Segment Start: Materials provided

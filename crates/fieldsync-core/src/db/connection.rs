//! Database connection management

use std::path::Path;

use rusqlite::Connection;

use super::migrations;
use crate::error::Result;

/// Owned `SQLite` connection with the fieldsync schema applied
pub struct Database {
    conn: Connection,
}

impl Database {
    /// Open a database at the given path, creating it if it doesn't exist
    ///
    /// Runs migrations automatically.
    pub fn open(path: impl AsRef<Path>) -> Result<Self> {
        let conn = Connection::open(path.as_ref())?;
        Self::from_connection(conn)
    }

    /// Open an in-memory database (useful for testing)
    pub fn open_in_memory() -> Result<Self> {
        Self::from_connection(Connection::open_in_memory()?)
    }

    fn from_connection(conn: Connection) -> Result<Self> {
        let database = Self { conn };
        database.configure()?;
        database.migrate()?;
        Ok(database)
    }

    fn configure(&self) -> Result<()> {
        // In-memory databases report "memory" and ignore WAL
        self.conn.execute_batch("PRAGMA journal_mode = WAL;").ok();
        self.conn.execute_batch("PRAGMA synchronous = NORMAL;").ok();
        self.conn.execute_batch("PRAGMA foreign_keys = ON;")?;
        self.conn.execute_batch("PRAGMA busy_timeout = 5000;").ok();
        Ok(())
    }

    fn migrate(&self) -> Result<()> {
        migrations::run(&self.conn)
    }

    /// Get a reference to the underlying connection
    pub const fn connection(&self) -> &Connection {
        &self.conn
    }
}

#[cfg(test)]
mod tests {
    use super::*;
    use tempfile::tempdir;

    #[test]
    fn open_in_memory_applies_schema() {
        let db = Database::open_in_memory().unwrap();
        let tables: i64 = db
            .connection()
            .query_row(
                "SELECT COUNT(*) FROM sqlite_master WHERE type = 'table' AND name IN ('queue_items', 'conflicts', 'optimistic_updates')",
                [],
                |row| row.get(0),
            )
            .unwrap();
        assert_eq!(tables, 3);
    }

    #[test]
    fn reopening_a_file_keeps_data() {
        let tmp = tempdir().unwrap();
        let path = tmp.path().join("fieldsync.db");

        {
            let db = Database::open(&path).unwrap();
            db.connection()
                .execute(
                    "INSERT INTO local_entities (entity_type, entity_id, data, sync_state, is_deleted, updated_at)
                     VALUES ('ASSESSMENT', 'a-1', '{}', 'SYNCED', 0, 1)",
                    [],
                )
                .unwrap();
        }

        let db = Database::open(&path).unwrap();
        let count: i64 = db
            .connection()
            .query_row("SELECT COUNT(*) FROM local_entities", [], |row| row.get(0))
            .unwrap();
        assert_eq!(count, 1);
    }
}
//! Priority rule repository

use rusqlite::{params, Connection, Row};

use super::{decode, decode_json};
use crate::error::{Error, Result};
use crate::models::{PriorityRule, RuleId};

const COLUMNS: &str =
    "id, name, entity_type, conditions, priority_modifier, is_active, created_by, created_at";

/// `SQLite` storage for operator-defined priority rules
pub struct SqliteRuleRepository<'a> {
    conn: &'a Connection,
}

impl<'a> SqliteRuleRepository<'a> {
    pub const fn new(conn: &'a Connection) -> Self {
        Self { conn }
    }

    pub fn insert(&self, rule: &PriorityRule) -> Result<()> {
        self.conn.execute(
            &format!("INSERT INTO priority_rules ({COLUMNS}) VALUES (?, ?, ?, ?, ?, ?, ?, ?)"),
            params![
                rule.id.as_str(),
                rule.name,
                rule.entity_type.as_str(),
                serde_json::to_string(&rule.conditions)?,
                rule.priority_modifier,
                rule.is_active,
                rule.created_by,
                rule.created_at,
            ],
        )?;
        Ok(())
    }

    /// All rules, oldest first
    pub fn list(&self) -> Result<Vec<PriorityRule>> {
        self.query(&format!(
            "SELECT {COLUMNS} FROM priority_rules ORDER BY created_at ASC"
        ))
    }

    /// Rules that take part in scoring
    pub fn list_active(&self) -> Result<Vec<PriorityRule>> {
        self.query(&format!(
            "SELECT {COLUMNS} FROM priority_rules WHERE is_active = 1 ORDER BY created_at ASC"
        ))
    }

    pub fn set_active(&self, id: &RuleId, is_active: bool) -> Result<()> {
        let changed = self.conn.execute(
            "UPDATE priority_rules SET is_active = ? WHERE id = ?",
            params![is_active, id.as_str()],
        )?;
        if changed == 0 {
            return Err(Error::NotFound(format!("priority rule {id}")));
        }
        Ok(())
    }

    fn query(&self, sql: &str) -> Result<Vec<PriorityRule>> {
        let mut stmt = self.conn.prepare(sql)?;
        let rows = stmt
            .query_map([], RawRule::read)?
            .collect::<rusqlite::Result<Vec<_>>>()?;
        rows.into_iter().map(RawRule::decode).collect()
    }
}

struct RawRule {
    id: String,
    name: String,
    entity_type: String,
    conditions: String,
    priority_modifier: i32,
    is_active: bool,
    created_by: String,
    created_at: i64,
}

impl RawRule {
    fn read(row: &Row<'_>) -> rusqlite::Result<Self> {
        Ok(Self {
            id: row.get(0)?,
            name: row.get(1)?,
            entity_type: row.get(2)?,
            conditions: row.get(3)?,
            priority_modifier: row.get(4)?,
            is_active: row.get(5)?,
            created_by: row.get(6)?,
            created_at: row.get(7)?,
        })
    }

    fn decode(self) -> Result<PriorityRule> {
        let id = self.id.as_str();
        Ok(PriorityRule {
            id: decode(id, "id", id)?,
            name: self.name,
            entity_type: decode(id, "entity_type", &self.entity_type)?,
            conditions: decode_json(id, "conditions", &self.conditions)?,
            priority_modifier: self.priority_modifier,
            is_active: self.is_active,
            created_by: self.created_by,
            created_at: self.created_at,
        })
    }
}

Segment End: Materials provided

### Work to complete
Every line with the string "WHERE" in the material should be returned.

### Output
                "SELECT COUNT(*) FROM sqlite_master WHERE type = 'table' AND name IN ('queue_items', 'conflicts', 'optimistic_updates')",
            "SELECT {COLUMNS} FROM priority_rules WHERE is_active = 1 ORDER BY created_at ASC"
            "UPDATE priority_rules SET is_active = ? WHERE id = ?",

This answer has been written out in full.